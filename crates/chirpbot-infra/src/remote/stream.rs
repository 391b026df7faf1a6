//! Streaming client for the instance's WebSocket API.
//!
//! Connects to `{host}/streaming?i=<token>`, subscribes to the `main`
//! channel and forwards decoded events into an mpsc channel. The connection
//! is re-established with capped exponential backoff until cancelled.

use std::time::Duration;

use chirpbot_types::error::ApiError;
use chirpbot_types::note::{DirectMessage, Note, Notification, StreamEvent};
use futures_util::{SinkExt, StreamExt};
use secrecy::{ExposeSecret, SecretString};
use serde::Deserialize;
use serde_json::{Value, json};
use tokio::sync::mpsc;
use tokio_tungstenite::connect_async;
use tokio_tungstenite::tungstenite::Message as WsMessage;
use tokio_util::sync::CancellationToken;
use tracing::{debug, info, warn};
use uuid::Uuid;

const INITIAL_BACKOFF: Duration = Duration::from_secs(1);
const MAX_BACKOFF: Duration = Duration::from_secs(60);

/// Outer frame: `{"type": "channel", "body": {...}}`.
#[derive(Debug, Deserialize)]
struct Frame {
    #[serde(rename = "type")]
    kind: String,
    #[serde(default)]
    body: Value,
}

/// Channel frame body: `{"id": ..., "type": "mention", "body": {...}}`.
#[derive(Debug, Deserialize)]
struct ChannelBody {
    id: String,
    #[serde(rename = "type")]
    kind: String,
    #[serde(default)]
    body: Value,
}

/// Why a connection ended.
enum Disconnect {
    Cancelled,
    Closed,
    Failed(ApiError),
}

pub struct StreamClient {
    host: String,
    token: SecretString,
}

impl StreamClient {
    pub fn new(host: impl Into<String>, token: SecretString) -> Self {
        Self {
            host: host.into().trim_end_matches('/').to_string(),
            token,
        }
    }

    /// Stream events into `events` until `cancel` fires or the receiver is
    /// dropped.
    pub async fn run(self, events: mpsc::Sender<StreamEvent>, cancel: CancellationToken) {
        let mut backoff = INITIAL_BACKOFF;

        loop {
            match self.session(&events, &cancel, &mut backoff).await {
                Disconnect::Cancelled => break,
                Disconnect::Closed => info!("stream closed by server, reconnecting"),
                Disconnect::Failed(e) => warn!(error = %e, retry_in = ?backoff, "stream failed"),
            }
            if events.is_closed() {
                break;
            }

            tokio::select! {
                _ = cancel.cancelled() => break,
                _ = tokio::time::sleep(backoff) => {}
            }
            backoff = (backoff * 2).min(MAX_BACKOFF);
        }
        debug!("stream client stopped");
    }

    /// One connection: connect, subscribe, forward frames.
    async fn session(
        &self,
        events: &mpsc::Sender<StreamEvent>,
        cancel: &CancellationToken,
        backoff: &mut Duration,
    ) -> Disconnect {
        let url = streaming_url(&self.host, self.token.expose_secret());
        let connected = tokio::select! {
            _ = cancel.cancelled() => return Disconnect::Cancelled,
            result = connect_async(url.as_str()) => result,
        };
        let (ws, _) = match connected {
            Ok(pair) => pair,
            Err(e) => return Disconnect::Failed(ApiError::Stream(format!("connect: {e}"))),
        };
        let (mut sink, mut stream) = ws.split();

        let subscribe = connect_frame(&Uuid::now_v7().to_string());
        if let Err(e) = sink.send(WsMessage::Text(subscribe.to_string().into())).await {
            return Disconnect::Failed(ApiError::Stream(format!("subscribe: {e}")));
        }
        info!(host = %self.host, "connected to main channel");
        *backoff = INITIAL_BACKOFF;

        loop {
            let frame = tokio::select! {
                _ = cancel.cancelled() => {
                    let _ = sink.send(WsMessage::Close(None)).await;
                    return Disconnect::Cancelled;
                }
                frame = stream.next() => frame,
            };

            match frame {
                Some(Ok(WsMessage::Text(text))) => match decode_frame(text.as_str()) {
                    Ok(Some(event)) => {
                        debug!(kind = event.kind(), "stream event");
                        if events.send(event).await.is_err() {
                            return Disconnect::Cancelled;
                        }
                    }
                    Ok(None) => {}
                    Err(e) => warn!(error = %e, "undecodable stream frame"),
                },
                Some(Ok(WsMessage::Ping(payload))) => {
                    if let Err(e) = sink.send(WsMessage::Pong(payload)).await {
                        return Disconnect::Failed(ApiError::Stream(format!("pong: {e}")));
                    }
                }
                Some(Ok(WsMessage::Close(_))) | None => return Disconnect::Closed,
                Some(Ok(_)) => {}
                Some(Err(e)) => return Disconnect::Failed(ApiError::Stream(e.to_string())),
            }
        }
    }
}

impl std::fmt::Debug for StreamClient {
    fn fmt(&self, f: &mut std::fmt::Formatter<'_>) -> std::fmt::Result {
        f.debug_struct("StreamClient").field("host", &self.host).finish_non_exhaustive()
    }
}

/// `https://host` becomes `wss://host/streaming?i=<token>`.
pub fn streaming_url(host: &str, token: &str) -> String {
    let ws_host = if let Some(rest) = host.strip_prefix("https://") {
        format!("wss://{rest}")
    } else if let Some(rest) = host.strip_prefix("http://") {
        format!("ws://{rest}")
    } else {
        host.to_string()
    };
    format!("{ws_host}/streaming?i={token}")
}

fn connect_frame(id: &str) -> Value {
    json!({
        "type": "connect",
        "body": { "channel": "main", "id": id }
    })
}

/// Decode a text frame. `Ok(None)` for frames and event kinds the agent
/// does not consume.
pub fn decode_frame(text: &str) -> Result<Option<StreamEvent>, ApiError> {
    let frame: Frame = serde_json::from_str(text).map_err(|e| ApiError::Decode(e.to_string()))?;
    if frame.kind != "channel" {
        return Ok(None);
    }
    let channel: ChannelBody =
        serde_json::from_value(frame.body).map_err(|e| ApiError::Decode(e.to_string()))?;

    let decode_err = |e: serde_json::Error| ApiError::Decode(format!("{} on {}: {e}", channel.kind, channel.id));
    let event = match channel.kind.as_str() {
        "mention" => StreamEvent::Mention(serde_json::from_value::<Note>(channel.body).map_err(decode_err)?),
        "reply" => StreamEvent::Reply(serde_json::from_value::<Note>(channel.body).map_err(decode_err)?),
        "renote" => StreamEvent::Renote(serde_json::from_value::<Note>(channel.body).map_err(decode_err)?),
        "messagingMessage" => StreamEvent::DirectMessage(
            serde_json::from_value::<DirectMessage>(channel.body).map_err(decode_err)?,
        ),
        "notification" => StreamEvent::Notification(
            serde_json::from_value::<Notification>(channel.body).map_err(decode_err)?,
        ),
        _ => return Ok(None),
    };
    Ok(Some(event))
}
...
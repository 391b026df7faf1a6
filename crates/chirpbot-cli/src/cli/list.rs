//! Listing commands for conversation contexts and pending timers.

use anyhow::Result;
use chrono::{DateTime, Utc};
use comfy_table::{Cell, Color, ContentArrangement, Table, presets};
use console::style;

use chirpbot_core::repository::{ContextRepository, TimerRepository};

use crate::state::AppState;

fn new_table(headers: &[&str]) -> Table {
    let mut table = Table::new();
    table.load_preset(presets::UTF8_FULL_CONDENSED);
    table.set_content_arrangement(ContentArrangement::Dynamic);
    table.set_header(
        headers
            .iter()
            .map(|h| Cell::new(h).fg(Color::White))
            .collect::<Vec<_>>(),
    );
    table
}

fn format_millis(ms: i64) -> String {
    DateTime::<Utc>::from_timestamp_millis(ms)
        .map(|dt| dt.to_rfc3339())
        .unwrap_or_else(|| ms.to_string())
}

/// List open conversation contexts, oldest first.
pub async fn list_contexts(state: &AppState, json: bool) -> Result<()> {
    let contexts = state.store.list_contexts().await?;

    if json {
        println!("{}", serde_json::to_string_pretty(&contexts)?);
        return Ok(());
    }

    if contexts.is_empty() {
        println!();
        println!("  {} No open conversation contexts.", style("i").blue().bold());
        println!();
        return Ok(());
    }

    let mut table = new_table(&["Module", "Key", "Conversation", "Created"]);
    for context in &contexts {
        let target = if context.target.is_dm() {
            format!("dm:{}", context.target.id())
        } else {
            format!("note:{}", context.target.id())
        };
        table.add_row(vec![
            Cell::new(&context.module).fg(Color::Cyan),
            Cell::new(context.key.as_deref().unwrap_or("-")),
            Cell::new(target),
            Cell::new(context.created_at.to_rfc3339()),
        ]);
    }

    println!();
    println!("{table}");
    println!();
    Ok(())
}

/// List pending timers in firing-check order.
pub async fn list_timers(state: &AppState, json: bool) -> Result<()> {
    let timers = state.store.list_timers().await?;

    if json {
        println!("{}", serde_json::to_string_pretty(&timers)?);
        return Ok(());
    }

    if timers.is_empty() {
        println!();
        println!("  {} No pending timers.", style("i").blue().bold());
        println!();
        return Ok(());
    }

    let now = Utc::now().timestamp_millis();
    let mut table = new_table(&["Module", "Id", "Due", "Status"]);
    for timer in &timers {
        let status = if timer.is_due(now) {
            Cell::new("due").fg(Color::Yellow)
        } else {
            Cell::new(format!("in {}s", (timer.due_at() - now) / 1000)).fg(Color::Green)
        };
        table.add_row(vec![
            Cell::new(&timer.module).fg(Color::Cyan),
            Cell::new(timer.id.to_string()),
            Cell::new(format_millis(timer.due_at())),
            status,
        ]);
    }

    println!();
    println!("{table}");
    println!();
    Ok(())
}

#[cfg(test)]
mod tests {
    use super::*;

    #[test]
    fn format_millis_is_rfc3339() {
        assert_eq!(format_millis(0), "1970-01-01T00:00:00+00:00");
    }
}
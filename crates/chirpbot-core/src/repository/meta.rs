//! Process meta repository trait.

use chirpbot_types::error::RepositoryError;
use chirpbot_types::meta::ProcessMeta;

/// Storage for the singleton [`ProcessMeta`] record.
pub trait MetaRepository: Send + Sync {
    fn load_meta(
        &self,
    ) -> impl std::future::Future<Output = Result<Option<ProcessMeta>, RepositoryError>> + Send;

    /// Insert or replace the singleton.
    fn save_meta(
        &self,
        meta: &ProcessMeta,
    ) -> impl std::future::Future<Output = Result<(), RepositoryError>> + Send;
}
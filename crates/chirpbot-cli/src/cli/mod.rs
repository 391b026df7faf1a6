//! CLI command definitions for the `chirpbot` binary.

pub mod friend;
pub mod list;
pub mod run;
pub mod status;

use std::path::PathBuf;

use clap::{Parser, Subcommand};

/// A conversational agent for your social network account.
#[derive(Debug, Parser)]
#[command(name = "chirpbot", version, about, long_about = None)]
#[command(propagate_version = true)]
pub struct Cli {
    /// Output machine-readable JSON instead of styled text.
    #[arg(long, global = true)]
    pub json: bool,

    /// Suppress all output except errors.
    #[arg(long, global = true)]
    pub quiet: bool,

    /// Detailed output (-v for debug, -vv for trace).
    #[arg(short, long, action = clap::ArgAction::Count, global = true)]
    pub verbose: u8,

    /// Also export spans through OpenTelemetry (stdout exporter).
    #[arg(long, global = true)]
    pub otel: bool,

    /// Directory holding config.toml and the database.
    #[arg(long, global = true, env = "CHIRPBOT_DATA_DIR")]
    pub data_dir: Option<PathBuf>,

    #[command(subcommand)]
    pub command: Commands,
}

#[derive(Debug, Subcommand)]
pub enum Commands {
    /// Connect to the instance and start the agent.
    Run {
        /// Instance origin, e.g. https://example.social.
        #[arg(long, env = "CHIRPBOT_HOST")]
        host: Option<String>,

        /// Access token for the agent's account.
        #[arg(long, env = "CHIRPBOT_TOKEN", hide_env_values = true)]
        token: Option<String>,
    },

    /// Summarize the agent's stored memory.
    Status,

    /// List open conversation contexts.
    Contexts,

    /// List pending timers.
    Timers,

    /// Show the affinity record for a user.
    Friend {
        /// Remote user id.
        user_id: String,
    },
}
...
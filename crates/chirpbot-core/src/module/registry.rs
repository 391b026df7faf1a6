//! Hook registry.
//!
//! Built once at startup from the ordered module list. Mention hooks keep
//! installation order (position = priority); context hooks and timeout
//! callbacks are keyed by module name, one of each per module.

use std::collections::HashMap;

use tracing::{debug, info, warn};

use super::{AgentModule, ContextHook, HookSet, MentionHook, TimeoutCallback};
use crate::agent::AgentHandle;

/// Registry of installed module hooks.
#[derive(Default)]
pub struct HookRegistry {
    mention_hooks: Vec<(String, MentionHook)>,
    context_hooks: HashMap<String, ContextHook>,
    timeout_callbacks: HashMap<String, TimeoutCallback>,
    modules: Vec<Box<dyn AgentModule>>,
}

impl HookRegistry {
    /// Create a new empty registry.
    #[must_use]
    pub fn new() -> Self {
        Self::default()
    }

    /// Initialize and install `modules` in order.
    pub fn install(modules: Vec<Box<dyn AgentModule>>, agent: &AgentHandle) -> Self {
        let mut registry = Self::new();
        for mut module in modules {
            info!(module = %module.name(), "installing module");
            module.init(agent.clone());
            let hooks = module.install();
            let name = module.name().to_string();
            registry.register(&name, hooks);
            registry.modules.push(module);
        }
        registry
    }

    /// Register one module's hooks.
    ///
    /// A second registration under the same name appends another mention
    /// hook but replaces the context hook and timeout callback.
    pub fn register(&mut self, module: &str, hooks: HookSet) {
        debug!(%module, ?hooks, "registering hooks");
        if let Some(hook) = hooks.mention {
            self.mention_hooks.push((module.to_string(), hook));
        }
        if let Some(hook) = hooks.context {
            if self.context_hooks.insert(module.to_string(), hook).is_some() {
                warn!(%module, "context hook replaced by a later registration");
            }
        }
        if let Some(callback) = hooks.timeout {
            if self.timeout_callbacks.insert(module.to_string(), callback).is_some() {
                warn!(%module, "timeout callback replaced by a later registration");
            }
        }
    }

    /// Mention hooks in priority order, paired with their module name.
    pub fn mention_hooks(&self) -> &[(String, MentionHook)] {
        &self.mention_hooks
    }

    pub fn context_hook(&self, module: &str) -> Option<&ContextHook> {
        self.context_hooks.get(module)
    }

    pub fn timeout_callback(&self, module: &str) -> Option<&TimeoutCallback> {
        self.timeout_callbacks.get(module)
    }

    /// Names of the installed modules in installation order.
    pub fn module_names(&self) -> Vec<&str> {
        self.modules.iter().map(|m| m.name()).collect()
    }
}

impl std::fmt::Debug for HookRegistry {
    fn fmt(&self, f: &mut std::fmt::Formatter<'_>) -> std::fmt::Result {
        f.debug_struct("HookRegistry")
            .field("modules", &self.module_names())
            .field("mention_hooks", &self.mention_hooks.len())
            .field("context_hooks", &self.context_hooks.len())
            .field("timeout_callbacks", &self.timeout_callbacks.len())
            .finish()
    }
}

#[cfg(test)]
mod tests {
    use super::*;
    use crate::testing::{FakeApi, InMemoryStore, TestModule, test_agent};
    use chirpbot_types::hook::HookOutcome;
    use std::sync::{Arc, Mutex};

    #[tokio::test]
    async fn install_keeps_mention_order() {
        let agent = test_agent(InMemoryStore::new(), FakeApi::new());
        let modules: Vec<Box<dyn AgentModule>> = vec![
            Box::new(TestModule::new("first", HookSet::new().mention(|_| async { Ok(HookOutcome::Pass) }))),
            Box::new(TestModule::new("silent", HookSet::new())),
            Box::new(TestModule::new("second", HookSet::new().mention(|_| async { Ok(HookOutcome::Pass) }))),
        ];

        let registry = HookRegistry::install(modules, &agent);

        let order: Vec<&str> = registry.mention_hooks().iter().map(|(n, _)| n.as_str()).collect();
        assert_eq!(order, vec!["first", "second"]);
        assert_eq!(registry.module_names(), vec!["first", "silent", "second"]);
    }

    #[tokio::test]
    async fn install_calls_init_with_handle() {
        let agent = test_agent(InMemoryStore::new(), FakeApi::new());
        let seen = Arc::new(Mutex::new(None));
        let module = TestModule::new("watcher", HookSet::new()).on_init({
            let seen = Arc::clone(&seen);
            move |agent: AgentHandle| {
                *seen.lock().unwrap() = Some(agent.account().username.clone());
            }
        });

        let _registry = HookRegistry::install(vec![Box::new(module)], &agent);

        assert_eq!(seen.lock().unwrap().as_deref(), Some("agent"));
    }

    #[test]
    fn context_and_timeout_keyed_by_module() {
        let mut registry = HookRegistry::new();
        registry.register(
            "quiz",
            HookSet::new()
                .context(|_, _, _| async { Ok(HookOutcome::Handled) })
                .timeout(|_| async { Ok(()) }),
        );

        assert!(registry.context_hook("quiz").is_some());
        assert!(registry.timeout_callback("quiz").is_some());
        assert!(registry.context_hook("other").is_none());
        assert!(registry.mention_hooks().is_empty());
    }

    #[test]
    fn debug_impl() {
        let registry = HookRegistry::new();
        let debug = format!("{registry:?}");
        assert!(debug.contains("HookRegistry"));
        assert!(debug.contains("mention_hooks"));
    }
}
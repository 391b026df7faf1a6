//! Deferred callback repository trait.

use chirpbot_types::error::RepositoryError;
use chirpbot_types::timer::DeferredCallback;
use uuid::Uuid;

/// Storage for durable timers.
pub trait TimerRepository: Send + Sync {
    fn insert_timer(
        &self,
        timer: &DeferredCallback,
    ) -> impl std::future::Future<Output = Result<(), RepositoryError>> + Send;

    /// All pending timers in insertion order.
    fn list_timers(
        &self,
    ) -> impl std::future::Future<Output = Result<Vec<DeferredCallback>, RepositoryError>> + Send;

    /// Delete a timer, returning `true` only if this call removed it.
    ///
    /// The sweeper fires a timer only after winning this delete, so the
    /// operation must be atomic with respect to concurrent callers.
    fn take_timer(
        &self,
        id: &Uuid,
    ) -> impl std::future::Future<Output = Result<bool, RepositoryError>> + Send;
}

### Instructions for the task
For the word "second", tally the lines of the listing that include it and give the number alone.

### Task result
4